__Task instructions__:
Top to bottom, give the entries again exactly as written.

__Given records__:
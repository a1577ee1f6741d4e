//! Flag Trivia Game Engine
//!
//! Rules engine for a turn-based capture-the-flag board game where every move
//! and attack is gated by multiple-choice trivia questions.
//! This crate carries no rendering, audio or input concerns; presentation
//! layers drive it through [`MatchState`] and consume [`MatchEvent`]s.

pub mod board;
pub mod config;
pub mod constants;
pub mod error;
pub mod invariants;
pub mod questions;
pub mod resolver;
pub mod roster;
pub mod state;
pub mod trivia;
pub mod turn;

use std::convert::Infallible;
use std::path::{Path, PathBuf};

// Re-export commonly used types
pub use board::{Board, Cell, Coord};
pub use config::{CategoryPolicy, MatchConfig};
pub use error::{ConfigError, QuestionSourceError};
pub use invariants::{InvariantViolation, assert_invariants, check_invariants};
pub use questions::{Question, QuestionBank};
pub use resolver::{TargetKind, classify_target, legal_destinations};
pub use roster::{Pawn, PawnId, Player, PlayerId, Rgb, Roster, place_pawns};
pub use state::{ActionResult, ClickOutcome, MatchEvent, MatchPhase, MatchSession, MatchState};
pub use trivia::{Answer, BankGate, Challenge, Responder, ScriptedGate, TriviaGate};
pub use turn::{advance_turn, check_eliminations, next_turn_after};

/// Trait for abstracting where question data comes from.
/// Hosts provide files, embedded assets or generated banks.
pub trait QuestionSource {
    type Error: std::error::Error + Send + Sync + 'static;

    /// Load the full question bank.
    ///
    /// # Errors
    ///
    /// Returns an error if the source cannot be read or parsed.
    fn load_questions(&self) -> Result<QuestionBank, Self::Error>;
}

/// Question bank stored on disk. `.json` files hold a serialized bank,
/// anything else is read as CSV rows.
#[derive(Debug, Clone, PartialEq, Eq)]
pub struct FileQuestionSource {
    path: PathBuf,
}

impl FileQuestionSource {
    #[must_use]
    pub fn new(path: impl Into<PathBuf>) -> Self {
        Self { path: path.into() }
    }

    #[must_use]
    pub fn path(&self) -> &Path {
        &self.path
    }
}

impl QuestionSource for FileQuestionSource {
    type Error = QuestionSourceError;

    fn load_questions(&self) -> Result<QuestionBank, Self::Error> {
        let text = std::fs::read_to_string(&self.path).map_err(|source| QuestionSourceError::Io {
            path: self.path.clone(),
            source,
        })?;
        let is_json = self
            .path
            .extension()
            .is_some_and(|ext| ext.eq_ignore_ascii_case("json"));
        if is_json {
            Ok(QuestionBank::from_json(&text)?)
        } else {
            Ok(QuestionBank::from_csv(&text))
        }
    }
}

/// In-memory bank, for tests and embedded data.
#[derive(Debug, Clone, Default, PartialEq, Eq)]
pub struct StaticQuestionSource {
    bank: QuestionBank,
}

impl StaticQuestionSource {
    #[must_use]
    pub const fn new(bank: QuestionBank) -> Self {
        Self { bank }
    }

    #[must_use]
    pub fn from_csv(text: &str) -> Self {
        Self::new(QuestionBank::from_csv(text))
    }
}

impl QuestionSource for StaticQuestionSource {
    type Error = Infallible;

    fn load_questions(&self) -> Result<QuestionBank, Self::Error> {
        Ok(self.bank.clone())
    }
}

/// Main engine entry point: owns the question source and starts matches.
pub struct GameEngine<Q>
where
    Q: QuestionSource,
{
    questions: Q,
}

impl<Q> GameEngine<Q>
where
    Q: QuestionSource,
{
    pub const fn new(questions: Q) -> Self {
        Self { questions }
    }

    #[must_use]
    pub const fn source(&self) -> &Q {
        &self.questions
    }

    /// Load the question bank, reporting a missing or empty source as a
    /// configuration problem.
    ///
    /// # Errors
    ///
    /// Returns [`ConfigError::QuestionBankUnavailable`] if the source fails
    /// and [`ConfigError::QuestionBankEmpty`] if it holds no questions.
    pub fn load_bank(&self) -> Result<QuestionBank, ConfigError> {
        let bank = self.questions.load_questions().map_err(|err| {
            log::warn!("question bank unavailable: {err}");
            ConfigError::QuestionBankUnavailable {
                reason: err.to_string(),
            }
        })?;
        if bank.is_empty() {
            log::warn!("question bank loaded but contains no questions");
            return Err(ConfigError::QuestionBankEmpty);
        }
        log::debug!(
            "loaded {} questions across {} categories",
            bank.len(),
            bank.categories().count()
        );
        Ok(bank)
    }

    /// Create a bare match with no gate attached.
    ///
    /// # Errors
    ///
    /// Returns a [`ConfigError`] if the configuration is out of range.
    pub fn create_match(&self, config: MatchConfig) -> Result<MatchState, ConfigError> {
        MatchState::new_match(config)
    }

    /// Create a match refereed by a [`BankGate`] over this engine's bank.
    ///
    /// The gate's RNG is seeded from `config.seed` and its timer from
    /// `config.time_limit_secs`.
    ///
    /// # Errors
    ///
    /// Returns a [`ConfigError`] if the configuration is out of range or the
    /// question bank is missing or empty.
    pub fn create_session<R: Responder>(
        &self,
        config: MatchConfig,
        responder: R,
    ) -> Result<MatchSession<BankGate<R>>, ConfigError> {
        let bank = self.load_bank()?;
        let gate = BankGate::new(bank, config.seed, responder).with_time_limit(config.time_limit_secs);
        MatchSession::start(config, gate)
    }
}

#[cfg(test)]
mod tests {
    use super::*;

    const FIXTURE: &str = include_str!("../data/questions.csv");

    fn always_right(challenge: &Challenge) -> Answer {
        Answer::Choice(challenge.correct_index())
    }

    #[test]
    fn fixture_bank_covers_every_category() {
        let bank = QuestionBank::from_csv(FIXTURE);
        for category in constants::CATEGORIES {
            assert!(!bank.questions_in(category).is_empty(), "{category}");
        }
    }

    #[test]
    fn engine_starts_a_gated_session() {
        let engine = GameEngine::new(StaticQuestionSource::from_csv(FIXTURE));
        let config = MatchConfig::default().with_hole_count(0).with_seed(11);
        let mut session = engine.create_session(config, always_right).unwrap();
        assert!(session.select(2, 0));
        assert_eq!(session.target(3, 0), ActionResult::MoveSuccess);
        assert_eq!(session.gate().asked(), 1);
        assert_eq!(session.state().score(PlayerId(0)), Some(1));
    }

    #[test]
    fn empty_bank_is_a_config_error() {
        let engine = GameEngine::new(StaticQuestionSource::default());
        assert_eq!(engine.load_bank(), Err(ConfigError::QuestionBankEmpty));
        let config = MatchConfig::default();
        assert!(matches!(
            engine.create_session(config, always_right),
            Err(ConfigError::QuestionBankEmpty)
        ));
    }

    #[test]
    fn missing_file_is_unavailable() {
        let engine = GameEngine::new(FileQuestionSource::new("does/not/exist.csv"));
        let err = engine.load_bank().unwrap_err();
        assert!(matches!(err, ConfigError::QuestionBankUnavailable { .. }));
        assert!(err.to_string().contains("exist.csv"));
    }

    #[test]
    fn file_source_reads_csv_fixture() {
        let path = concat!(env!("CARGO_MANIFEST_DIR"), "/data/questions.csv");
        let bank = FileQuestionSource::new(path).load_questions().unwrap();
        assert_eq!(bank, QuestionBank::from_csv(FIXTURE));
    }

    #[test]
    fn create_match_validates_config() {
        let engine = GameEngine::new(StaticQuestionSource::default());
        assert_eq!(
            engine
                .create_match(MatchConfig::default().with_board_size(40))
                .unwrap_err(),
            ConfigError::BoardSize(40)
        );
        assert!(engine.create_match(MatchConfig::default()).is_ok());
    }
}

__Task output__:
repository a1577ee1f6741d4e
//! Flag Trivia Game Engine
//!
//! Rules engine for a turn-based capture-the-flag board game where every move
//! and attack is gated by multiple-choice trivia questions.
//! This crate carries no rendering, audio or input concerns; presentation
//! layers drive it through [`MatchState`] and consume [`MatchEvent`]s.

pub mod board;
pub mod config;
pub mod constants;
pub mod error;
pub mod invariants;
pub mod questions;
pub mod resolver;
pub mod roster;
pub mod state;
pub mod trivia;
pub mod turn;

use std::convert::Infallible;
use std::path::{Path, PathBuf};

// Re-export commonly used types
pub use board::{Board, Cell, Coord};
pub use config::{CategoryPolicy, MatchConfig};
pub use error::{ConfigError, QuestionSourceError};
pub use invariants::{InvariantViolation, assert_invariants, check_invariants};
pub use questions::{Question, QuestionBank};
pub use resolver::{TargetKind, classify_target, legal_destinations};
pub use roster::{Pawn, PawnId, Player, PlayerId, Rgb, Roster, place_pawns};
pub use state::{ActionResult, ClickOutcome, MatchEvent, MatchPhase, MatchSession, MatchState};
pub use trivia::{Answer, BankGate, Challenge, Responder, ScriptedGate, TriviaGate};
pub use turn::{advance_turn, check_eliminations, next_turn_after};

/// Trait for abstracting where question data comes from.
/// Hosts provide files, embedded assets or generated banks.
pub trait QuestionSource {
    type Error: std::error::Error + Send + Sync + 'static;

    /// Load the full question bank.
    ///
    /// # Errors
    ///
    /// Returns an error if the source cannot be read or parsed.
    fn load_questions(&self) -> Result<QuestionBank, Self::Error>;
}

/// Question bank stored on disk. `.json` files hold a serialized bank,
/// anything else is read as CSV rows.
#[derive(Debug, Clone, PartialEq, Eq)]
pub struct FileQuestionSource {
    path: PathBuf,
}

impl FileQuestionSource {
    #[must_use]
    pub fn new(path: impl Into<PathBuf>) -> Self {
        Self { path: path.into() }
    }

    #[must_use]
    pub fn path(&self) -> &Path {
        &self.path
    }
}

impl QuestionSource for FileQuestionSource {
    type Error = QuestionSourceError;

    fn load_questions(&self) -> Result<QuestionBank, Self::Error> {
        let text = std::fs::read_to_string(&self.path).map_err(|source| QuestionSourceError::Io {
            path: self.path.clone(),
            source,
        })?;
        let is_json = self
            .path
            .extension()
            .is_some_and(|ext| ext.eq_ignore_ascii_case("json"));
        if is_json {
            Ok(QuestionBank::from_json(&text)?)
        } else {
            Ok(QuestionBank::from_csv(&text))
        }
    }
}

/// In-memory bank, for tests and embedded data.
#[derive(Debug, Clone, Default, PartialEq, Eq)]
pub struct StaticQuestionSource {
    bank: QuestionBank,
}

impl StaticQuestionSource {
    #[must_use]
    pub const fn new(bank: QuestionBank) -> Self {
        Self { bank }
    }

    #[must_use]
    pub fn from_csv(text: &str) -> Self {
        Self::new(QuestionBank::from_csv(text))
    }
}

impl QuestionSource for StaticQuestionSource {
    type Error = Infallible;

    fn load_questions(&self) -> Result<QuestionBank, Self::Error> {
        Ok(self.bank.clone())
    }
}

/// Main engine entry point: owns the question source and starts matches.
pub struct GameEngine<Q>
where
    Q: QuestionSource,
{
    questions: Q,
}

impl<Q> GameEngine<Q>
where
    Q: QuestionSource,
{
    pub const fn new(questions: Q) -> Self {
        Self { questions }
    }

    #[must_use]
    pub const fn source(&self) -> &Q {
        &self.questions
    }

    /// Load the question bank, reporting a missing or empty source as a
    /// configuration problem.
    ///
    /// # Errors
    ///
    /// Returns [`ConfigError::QuestionBankUnavailable`] if the source fails
    /// and [`ConfigError::QuestionBankEmpty`] if it holds no questions.
    pub fn load_bank(&self) -> Result<QuestionBank, ConfigError> {
        let bank = self.questions.load_questions().map_err(|err| {
            log::warn!("question bank unavailable: {err}");
            ConfigError::QuestionBankUnavailable {
                reason: err.to_string(),
            }
        })?;
        if bank.is_empty() {
            log::warn!("question bank loaded but contains no questions");
            return Err(ConfigError::QuestionBankEmpty);
        }
        log::debug!(
            "loaded {} questions across {} categories",
            bank.len(),
            bank.categories().count()
        );
        Ok(bank)
    }

    /// Create a bare match with no gate attached.
    ///
    /// # Errors
    ///
    /// Returns a [`ConfigError`] if the configuration is out of range.
    pub fn create_match(&self, config: MatchConfig) -> Result<MatchState, ConfigError> {
        MatchState::new_match(config)
    }

    /// Create a match refereed by a [`BankGate`] over this engine's bank.
    ///
    /// The gate's RNG is seeded from `config.seed` and its timer from
    /// `config.time_limit_secs`.
    ///
    /// # Errors
    ///
    /// Returns a [`ConfigError`] if the configuration is out of range or the
    /// question bank is missing or empty.
    pub fn create_session<R: Responder>(
        &self,
        config: MatchConfig,
        responder: R,
    ) -> Result<MatchSession<BankGate<R>>, ConfigError> {
        let bank = self.load_bank()?;
        let gate = BankGate::new(bank, config.seed, responder).with_time_limit(config.time_limit_secs);
        MatchSession::start(config, gate)
    }
}

#[cfg(test)]
mod tests {
    use super::*;

    const FIXTURE: &str = include_str!("../data/questions.csv");

    fn always_right(challenge: &Challenge) -> Answer {
        Answer::Choice(challenge.correct_index())
    }

    #[test]
    fn fixture_bank_covers_every_category() {
        let bank = QuestionBank::from_csv(FIXTURE);
        for category in constants::CATEGORIES {
            assert!(!bank.questions_in(category).is_empty(), "{category}");
        }
    }

    #[test]
    fn engine_starts_a_gated_session() {
        let engine = GameEngine::new(StaticQuestionSource::from_csv(FIXTURE));
        let config = MatchConfig::default().with_hole_count(0).with_seed(11);
        let mut session = engine.create_session(config, always_right).unwrap();
        assert!(session.select(2, 0));
        assert_eq!(session.target(3, 0), ActionResult::MoveSuccess);
        assert_eq!(session.gate().asked(), 1);
        assert_eq!(session.state().score(PlayerId(0)), Some(1));
    }

    #[test]
    fn empty_bank_is_a_config_error() {
        let engine = GameEngine::new(StaticQuestionSource::default());
        assert_eq!(engine.load_bank(), Err(ConfigError::QuestionBankEmpty));
        let config = MatchConfig::default();
        assert!(matches!(
            engine.create_session(config, always_right),
            Err(ConfigError::QuestionBankEmpty)
        ));
    }

    #[test]
    fn missing_file_is_unavailable() {
        let engine = GameEngine::new(FileQuestionSource::new("does/not/exist.csv"));
        let err = engine.load_bank().unwrap_err();
        assert!(matches!(err, ConfigError::QuestionBankUnavailable { .. }));
        assert!(err.to_string().contains("exist.csv"));
    }

    #[test]
    fn file_source_reads_csv_fixture() {
        let path = concat!(env!("CARGO_MANIFEST_DIR"), "/data/questions.csv");
        let bank = FileQuestionSource::new(path).load_questions().unwrap();
        assert_eq!(bank, QuestionBank::from_csv(FIXTURE));
    }

    #[test]
    fn create_match_validates_config() {
        let engine = GameEngine::new(StaticQuestionSource::default());
        assert_eq!(
            engine
                .create_match(MatchConfig::default().with_board_size(40))
                .unwrap_err(),
            ConfigError::BoardSize(40)
        );
        assert!(engine.create_match(MatchConfig::default()).is_ok());
    }
}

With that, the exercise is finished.